U.K. Mortgage Approvals Rise For First Time In Four Months
() - Mortgage approvals in the U.K. rose in March, but net lending dropped, pointing to subdued activity in the British housing market in the beginning of this year.
Approvals increased to 48,901 from 46,882 in February, a report released by the Bank of England showed on Tuesday. That was the first increase in four months. However, it stood below the consensus forecast of 50,000 and the previous six-month average of 54,201.

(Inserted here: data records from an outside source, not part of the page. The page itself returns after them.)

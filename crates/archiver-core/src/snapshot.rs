//! Snapshot builder (C8).
//!
//! A pure function: raw TMS payloads in, a stable, render-ready [`Snapshot`]
//! out. Nothing here talks to the network or the filesystem, and nothing
//! here decides *whether* a ticket should be archived — that is
//! [`crate::tags::should_process`]'s job, evaluated by the orchestrator
//! before this builder ever runs.

use std::collections::BTreeMap;

use archiver_retry::{ArchiverError, ErrorCode};
use archiver_types::{ArticleLimitMode, Article, AttachmentMeta, Snapshot};

use crate::tms::{RawArticle, RawTicket};

/// Opaque HTML sanitiser seam. The sanitiser's internals are out of scope
/// (§1); this builder only needs something that turns untrusted
/// `body_html` into safe, renderable HTML, possibly empty.
pub trait HtmlSanitizer: Send + Sync {
    fn sanitise(&self, raw_html: &str) -> String;
}

/// Strips every tag, leaving only text content, and collapses whitespace.
/// A full sanitiser (attribute allow-lists, safe-URL schemes, etc.) is an
/// external collaborator per §1; this stands in so the service has
/// something to run against out of the box.
pub struct TagStrippingSanitizer {
    tag_pattern: regex::Regex,
}

impl TagStrippingSanitizer {
    pub fn new() -> Self {
        Self {
            tag_pattern: regex::Regex::new(r"(?s)<[^>]*>").expect("static tag pattern must compile"),
        }
    }
}

impl Default for TagStrippingSanitizer {
    fn default() -> Self {
        Self::new()
    }
}

impl HtmlSanitizer for TagStrippingSanitizer {
    fn sanitise(&self, raw_html: &str) -> String {
        let stripped = self.tag_pattern.replace_all(raw_html, "");
        stripped.split_whitespace().collect::<Vec<_>>().join(" ")
    }
}

/// Builds a [`Snapshot`] from a raw ticket, its current tags, and its raw
/// articles. Articles are sorted by `(created_at asc, id asc)` (§3) and run
/// through `sanitizer`; `article_limit_mode` governs what happens when the
/// article count exceeds `article_limit` (0 means unlimited).
pub fn build_snapshot(
    ticket: RawTicket,
    tags: Vec<String>,
    mut articles: Vec<RawArticle>,
    sanitizer: &dyn HtmlSanitizer,
    article_limit: u32,
    article_limit_mode: ArticleLimitMode,
) -> Result<Snapshot, ArchiverError> {
    articles.sort_by(|a, b| a.created_at.cmp(&b.created_at).then(a.id.cmp(&b.id)));

    let mut truncation_warning = None;
    if article_limit > 0 && (articles.len() as u64) > article_limit as u64 {
        match article_limit_mode {
            ArticleLimitMode::Fail => {
                return Err(ArchiverError::permanent(
                    ErrorCode::ArticleLimitExceeded,
                    format!(
                        "ticket has {} articles, exceeding the configured limit of {article_limit}",
                        articles.len()
                    ),
                ));
            }
            ArticleLimitMode::CapAndContinue => {
                truncation_warning = Some(format!(
                    "truncated from {} to {article_limit} articles",
                    articles.len()
                ));
                articles.truncate(article_limit as usize);
            }
        }
    }

    let articles: Vec<Article> = articles
        .into_iter()
        .map(|raw| normalise_article(raw, sanitizer))
        .collect();

    let custom_fields: BTreeMap<String, serde_json::Value> = ticket
        .custom_fields
        .into_iter()
        .collect();

    Ok(Snapshot {
        id: ticket.id,
        number: ticket.number,
        title: ticket.title,
        created_at: ticket.created_at,
        updated_at: ticket.updated_at,
        customer: ticket.customer,
        owner: ticket.owner,
        tags,
        custom_fields,
        articles,
        truncation_warning,
    })
}

fn normalise_article(raw: RawArticle, sanitizer: &dyn HtmlSanitizer) -> Article {
    Article {
        id: raw.id,
        created_at: raw.created_at,
        internal: raw.internal,
        sender: raw.sender,
        subject: raw.subject,
        body_html: sanitizer.sanitise(&raw.body_html),
        body_text: raw.body_text,
        attachments: raw
            .attachments
            .into_iter()
            .map(|a| AttachmentMeta {
                id: a.id,
                filename: a.filename,
                content_type: a.content_type,
                size_bytes: a.size_bytes,
            })
            .collect(),
    }
}


#[cfg(test)]
mod tests {
    use super::*;
    use crate::tms::RawAttachment;
    use chrono::{DateTime, Utc};
    use serde_json::Map;

    struct IdentitySanitizer;
    impl HtmlSanitizer for IdentitySanitizer {
        fn sanitise(&self, raw_html: &str) -> String {
            raw_html.to_string()
        }
    }

    struct StripAllSanitizer;
    impl HtmlSanitizer for StripAllSanitizer {
        fn sanitise(&self, _raw_html: &str) -> String {
            String::new()
        }
    }

    fn ts(s: &str) -> DateTime<Utc> {
        DateTime::parse_from_rfc3339(s).unwrap().with_timezone(&Utc)
    }

    fn ticket() -> RawTicket {
        RawTicket {
            id: 1,
            number: "2026070100001".to_string(),
            title: "Printer on fire".to_string(),
            created_at: ts("2026-07-01T00:00:00Z"),
            updated_at: ts("2026-07-01T01:00:00Z"),
            customer: "acme".to_string(),
            owner: "agent1".to_string(),
            custom_fields: Map::new(),
        }
    }

    fn article(id: i64, created_at: &str) -> RawArticle {
        RawArticle {
            id,
            created_at: ts(created_at),
            internal: false,
            sender: "customer".to_string(),
            subject: "subj".to_string(),
            body_html: "<p>hi</p>".to_string(),
            body_text: "hi".to_string(),
            attachments: vec![RawAttachment {
                id: 1,
                filename: "a.txt".to_string(),
                content_type: "text/plain".to_string(),
                size_bytes: 10,
            }],
        }
    }

    #[test]
    fn articles_are_sorted_by_created_at_then_id() {
        let articles = vec![
            article(2, "2026-07-01T02:00:00Z"),
            article(1, "2026-07-01T01:00:00Z"),
            article(3, "2026-07-01T01:00:00Z"),
        ];
        let snapshot = build_snapshot(
            ticket(),
            vec![],
            articles,
            &IdentitySanitizer,
            0,
            ArticleLimitMode::Fail,
        )
        .unwrap();
        let ids: Vec<i64> = snapshot.articles.iter().map(|a| a.id).collect();
        assert_eq!(ids, vec![1, 3, 2]);
    }

    #[test]
    fn empty_sanitised_html_is_preserved_empty_for_renderer_fallback() {
        let snapshot = build_snapshot(
            ticket(),
            vec![],
            vec![article(1, "2026-07-01T01:00:00Z")],
            &StripAllSanitizer,
            0,
            ArticleLimitMode::Fail,
        )
        .unwrap();
        assert_eq!(snapshot.articles[0].body_html, "");
        assert_eq!(snapshot.articles[0].body_text, "hi");
    }

    #[test]
    fn article_limit_fail_rejects_excess() {
        let articles = vec![
            article(1, "2026-07-01T01:00:00Z"),
            article(2, "2026-07-01T02:00:00Z"),
            article(3, "2026-07-01T03:00:00Z"),
        ];
        let err = build_snapshot(
            ticket(),
            vec![],
            articles,
            &IdentitySanitizer,
            2,
            ArticleLimitMode::Fail,
        )
        .unwrap_err();
        assert_eq!(err.code, ErrorCode::ArticleLimitExceeded);
    }

    #[test]
    fn article_limit_cap_and_continue_truncates_with_warning() {
        let articles = vec![
            article(1, "2026-07-01T01:00:00Z"),
            article(2, "2026-07-01T02:00:00Z"),
            article(3, "2026-07-01T03:00:00Z"),
        ];
        let snapshot = build_snapshot(
            ticket(),
            vec![],
            articles,
            &IdentitySanitizer,
            2,
            ArticleLimitMode::CapAndContinue,
        )
        .unwrap();
        assert_eq!(snapshot.articles.len(), 2);
        assert!(snapshot.truncation_warning.is_some());
    }

    #[test]
    fn article_limit_zero_means_unlimited() {
        let articles: Vec<RawArticle> = (0..5)
            .map(|i| article(i, "2026-07-01T01:00:00Z"))
            .collect();
        let snapshot = build_snapshot(
            ticket(),
            vec![],
            articles,
            &IdentitySanitizer,
            0,
            ArticleLimitMode::Fail,
        )
        .unwrap();
        assert_eq!(snapshot.articles.len(), 5);
    }

    #[test]
    fn article_count_exactly_at_limit_is_accepted() {
        let articles = vec![
            article(1, "2026-07-01T01:00:00Z"),
            article(2, "2026-07-01T02:00:00Z"),
        ];
        let snapshot = build_snapshot(
            ticket(),
            vec![],
            articles,
            &IdentitySanitizer,
            2,
            ArticleLimitMode::Fail,
        )
        .unwrap();
        assert_eq!(snapshot.articles.len(), 2);
        assert!(snapshot.truncation_warning.is_none());
    }
}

“March’s mortgage approval figures from the Bank of England confirm that demand is struggling to regain the ground lost at the start of the year,” Capital Economics’ chief property economist Ed Stansfield said in a note. “We suspect that the huge gap between house prices and earnings, the still-tight credit conditions and a weak labour market will keep demand subdued for some time.” The economist noted that mortgage approvals would take another six months time to surpass their recent high recorded in November 2009.
Total net lending to individuals rose by GBP 0.6 billion in March. The annual growth rate was unchanged at 0.9%. Within the total, net lending secured on dwellings rose by GBP 318 million, the lowest since July 2009.
“Today’s lending to individuals data is indisputably weak,” said Hetal Mehta, senior economic advisor to the Ernst & Young ITEM Club. “The ‘mortgageless recovery’ is unlikely to be sustainable and there are already signs that house price inflation is slipping as supply pressures abate thanks to higher prices encouraging more people to put their properties on the market.”
Consumer credit moved up GBP 0.3 billion, above the previous six-month average of GBP 0.1 billion, but below February’s increase of GBP 0.6 billion. The expected increase for March was GBP 0.5 billion.
Mehta said the slowdown in consumer credit provides further evidence that the household sector is reluctant to re-leverage. “We expect consumers to provide little support to the recovery as it develops this year,” the economist said. “The slow turnaround in lending will constrain the economy recovery over the course of 2010 and we expect only a patchy improvement thereafter.”
Separate figures showed that M4 Money supply rose 0.2% month-on-month in March, taking the annual growth to 3.6%.
Also on Tuesday, survey data showed that the Markit/CIPS U.K. manufacturing purchasing managers’ index rose to a fifteen-and-a-half year peak of 58 in April from 57.3 in March. Economists had forecast a reading of 57.5.